Your answer should be only the lines below from the one with "request may succeed" to the one with "our Error type", repeated exactly, ends included.

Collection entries
§
// # dnssync-core
//
// Core library for hub-and-spoke DNS rewrite synchronization.
//
// ## Architecture Overview
//
// One authoritative "hub" server's A/CNAME rewrite records are mirrored to
// any number of "spoke" servers, each possibly a different product:
// - **ServerAdapter**: Trait for reading and mutating one server's records
// - **SyncStore**: Trait for the hub cache, spoke state and sync history
// - **CredentialStore** / **Notifier**: Secret lookup and failure alerts
// - **engine**: Pure diff plus per-record apply with conflict counting
// - **SyncOrchestrator**: Hub refresh, stale-cache fallback, per-spoke isolation
// - **Scheduler** / **SyncWorker**: Periodic and on-demand triggers
// - **AdapterRegistry**: Plugin-based registry keyed by server type
//
// ## Design Principles
//
// 1. **Separation of Concerns**: Core logic is separate from vendor adapters
// 2. **Degrade, don't fail**: An unreachable hub falls back to its cache
// 3. **Plugin-Based**: Adapters are registered dynamically, no hard-coded if-else
// 4. **Library-First**: All core functionality can be used as a library
// 5. **Full-set replacement**: Every cycle diffs complete record sets

pub mod config;
pub mod credentials;
pub mod engine;
pub mod error;
pub mod inventory;
pub mod notify;
pub mod orchestrator;
pub mod record;
pub mod registry;
pub mod retry;
pub mod scheduler;
pub mod session;
pub mod store;
pub mod traits;
pub mod worker;

// Re-export core types for convenience
pub use config::{EngineConfig, ScheduleConfig, ServerConfig, StoreConfig, SyncConfig, SyncMode};
pub use credentials::{EnvCredentialStore, MemoryCredentialStore, resolve_auth};
pub use engine::{DiffPlan, SyncStats};
pub use error::{Error, Result};
pub use inventory::{ServerInventory, SharedInventory};
pub use notify::{FanoutNotifier, LogNotifier};
pub use orchestrator::{CycleReport, HubRefresh, SpokeReport, SyncEvent, SyncOrchestrator};
pub use record::{DnsRecord, RecordSet, RecordType};
pub use registry::AdapterRegistry;
pub use retry::RetryPolicy;
pub use scheduler::{ScheduleHandle, Scheduler};
pub use session::{Session, SessionCache};
pub use store::{FileSyncStore, MemorySyncStore, ScheduleSettingsFile};
pub use traits::{
    AdapterContext, CredentialStore, Notifier, ServerAdapter, ServerAdapterFactory, SyncRun,
    SyncStatus, SyncStore,
};
pub use worker::{SyncHandle, SyncWorker};
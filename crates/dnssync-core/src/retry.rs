//! Bounded retry for transient transport failures
//!
//! Delays grow linearly (`step`, `2 * step`, `3 * step`, ...) up to
//! `max_delay`. Only errors for which [`Error::is_transient`] holds are
//! retried; everything else is returned immediately.

use std::future::Future;
use std::time::Duration;
use tracing::warn;

use crate::config::ServerConfig;
use crate::error::{Error, Result};

/// Retry settings for one server
#[derive(Debug, Clone, Copy, PartialEq, Eq)]
pub struct RetryPolicy {
    /// Retries after the first attempt
    pub max_retries: u32,
    /// Delay unit
    pub step: Duration,
    /// Upper bound on a single delay
    pub max_delay: Duration,
}

impl RetryPolicy {
    /// Create a policy
    pub fn new(max_retries: u32, step: Duration, max_delay: Duration) -> Self {
        Self {
            max_retries,
            step,
            max_delay,
        }
    }

    /// A policy that never retries
    pub fn none() -> Self {
        Self::new(0, Duration::ZERO, Duration::ZERO)
    }

    /// Standard policy for a server: 2s steps capped at 10s
    ///
    /// `ServerConfig::retries` counts total attempts, so `retries = 3` makes
    /// one call plus two retries. Zero still makes a single attempt.
    pub fn for_server(config: &ServerConfig) -> Self {
        Self::new(
            config.retries.saturating_sub(1),
            Duration::from_secs(2),
            Duration::from_secs(10),
        )
    }

    /// Upper bound on calls `run` makes, first attempt included
    pub fn max_attempts(&self) -> u32 {
        self.max_retries.saturating_add(1)
    }

    /// Delay before retry number `attempt` (zero-based)
    pub fn delay(&self, attempt: u32) -> Duration {
        self.step
            .saturating_mul(attempt.saturating_add(1))
            .min(self.max_delay)
    }

    /// Run `op` until it succeeds, fails non-transiently, or retries run out
    ///
    /// # Parameters
    ///
    /// - `what`: Label for log lines
    /// - `op`: Produces a fresh future per attempt
    pub async fn run<T, F, Fut>(&self, what: &str, mut op: F) -> Result<T>
    where
        F: FnMut() -> Fut,
        Fut: Future<Output = Result<T>>,
    {
        let mut attempt = 0;
        loop {
            match op().await {
                Ok(value) => return Ok(value),
                Err(e) if e.is_transient() && attempt < self.max_retries => {
                    let delay = self.delay(attempt);
                    warn!(
                        "{} failed (attempt {}/{}): {}; retrying in {:?}",
                        what,
                        attempt + 1,
                        self.max_attempts(),
                        e,
                        delay
                    );
                    tokio::time::sleep(delay).await;
                    attempt += 1;
                }
                Err(e) => return Err(e),
            }
        }
    }
}

impl Default for RetryPolicy {
    fn default() -> Self {
        Self::new(3, Duration::from_secs(2), Duration::from_secs(10))
    }
}

/// Map an exhausted transient failure to a connection error
///
/// Adapters call this at the end of `connect` so the orchestrator sees one
/// uniform error kind for an unreachable server.
pub fn into_connection_error(server_name: &str, err: Error) -> Error {
    match err {
        Error::Transport(_) | Error::Timeout(_) | Error::RateLimited(_) | Error::Io(_) => {
            Error::connection(format!("{}: {}", server_name, err))
        }
        other => other,
    }
}
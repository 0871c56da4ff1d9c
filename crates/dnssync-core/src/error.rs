//! Error types for the DNS sync system
//!
//! This module defines all error types used throughout the crate.
//!
//! ## Taxonomy
//!
//! - [`Error::Connection`]: an adapter could not reach its server or the
//!   session could not be established
//! - [`Error::RecordOperation`]: a single add/delete failed; isolated to that
//!   record and counted as a conflict by the engine
//! - [`Error::CacheUnavailable`]: no authoritative snapshot exists and the hub
//!   is unreachable
//! - [`Error::Persistence`]: a cache or history write failed
//!
//! Transport-level variants ([`Error::Transport`], [`Error::Timeout`],
//! [`Error::RateLimited`], [`Error::Io`]) are transient and may be retried
//! by [`RetryPolicy`](crate::retry::RetryPolicy).

use thiserror::Error;

/// Result type alias for DNS sync operations
pub type Result<T> = std::result::Result<T, Error>;

/// Core error type for the DNS sync system
#[derive(Error, Debug)]
pub enum Error {
    /// Adapter unreachable or session could not be established
    #[error("Connection error: {0}")]
    Connection(String),

    /// Credentials rejected by the remote server
    #[error("Authentication failed: {0}")]
    Authentication(String),

    /// Transient transport failure (connection refused, reset, 5xx gateway errors)
    #[error("Transport error: {0}")]
    Transport(String),

    /// Request exceeded its timeout
    #[error("Request timed out: {0}")]
    Timeout(String),

    /// Rate limiting errors
    #[error("Rate limited: {0}")]
    RateLimited(String),

    /// A single record add/delete failed
    #[error("Record operation failed: {0}")]
    RecordOperation(String),

    /// No authoritative snapshot exists and the hub is unreachable
    #[error("Authoritative cache unavailable: {0}")]
    CacheUnavailable(String),

    /// Cache/history persistence errors
    #[error("Persistence error: {0}")]
    Persistence(String),

    /// Configuration errors
    #[error("Configuration error: {0}")]
    Config(String),

    /// A canonical record string could not be parsed
    #[error("Invalid record: {0}")]
    InvalidRecord(String),

    /// Server or record not found
    #[error("Not found: {0}")]
    NotFound(String),

    /// Vendor-specific error
    #[error("Provider error ({provider}): {message}")]
    Provider {
        /// Adapter type name
        provider: String,
        /// Error message
        message: String,
    },

    /// Local I/O errors
    #[error("I/O error: {0}")]
    Io(#[from] std::io::Error),

    /// JSON serialization/deserialization errors
    #[error("JSON error: {0}")]
    Json(#[from] serde_json::Error),

    /// Generic error with context
    #[error("{0}")]
    Other(String),
}

impl Error {
    /// Create a connection error
    pub fn connection(msg: impl Into<String>) -> Self {
        Self::Connection(msg.into())
    }

    /// Create an authentication error
    pub fn auth(msg: impl Into<String>) -> Self {
        Self::Authentication(msg.into())
    }

    /// Create a transport error
    pub fn transport(msg: impl Into<String>) -> Self {
        Self::Transport(msg.into())
    }

    /// Create a timeout error
    pub fn timeout(msg: impl Into<String>) -> Self {
        Self::Timeout(msg.into())
    }

    /// Create a rate limit error
    pub fn rate_limited(msg: impl Into<String>) -> Self {
        Self::RateLimited(msg.into())
    }

    /// Create a record operation error
    pub fn record_operation(msg: impl Into<String>) -> Self {
        Self::RecordOperation(msg.into())
    }

    /// Create a cache unavailable error
    pub fn cache_unavailable(msg: impl Into<String>) -> Self {
        Self::CacheUnavailable(msg.into())
    }

    /// Create a persistence error
    pub fn persistence(msg: impl Into<String>) -> Self {
        Self::Persistence(msg.into())
    }

    /// Create a configuration error
    pub fn config(msg: impl Into<String>) -> Self {
        Self::Config(msg.into())
    }

    /// Create an invalid record error
    pub fn invalid_record(msg: impl Into<String>) -> Self {
        Self::InvalidRecord(msg.into())
    }

    /// Create a "not found" error
    pub fn not_found(msg: impl Into<String>) -> Self {
        Self::NotFound(msg.into())
    }

    /// Create a provider-specific error
    pub fn provider(provider: impl Into<String>, message: impl Into<String>) -> Self {
        Self::Provider {
            provider: provider.into(),
            message: message.into(),
        }
    }

    /// Whether a retry of the same request may succeed
    ///
    /// Authentication and configuration failures are never transient.
    pub fn is_transient(&self) -> bool {
        matches!(
            self,
            Self::Transport(_) | Self::Timeout(_) | Self::RateLimited(_) | Self::Io(_)
        )
    }
}

/// Helper for converting anyhow::Error to our Error type
impl From<anyhow::Error> for Error {
    fn from(err: anyhow::Error) -> Self {
        Self::Other(err.to_string())
    }
}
§
_Exercise answer_
    /// Whether a retry of the same request may succeed
    ///
    /// Authentication and configuration failures are never transient.
    pub fn is_transient(&self) -> bool {
        matches!(
            self,
            Self::Transport(_) | Self::Timeout(_) | Self::RateLimited(_) | Self::Io(_)
        )
    }
}

/// Helper for converting anyhow::Error to our Error type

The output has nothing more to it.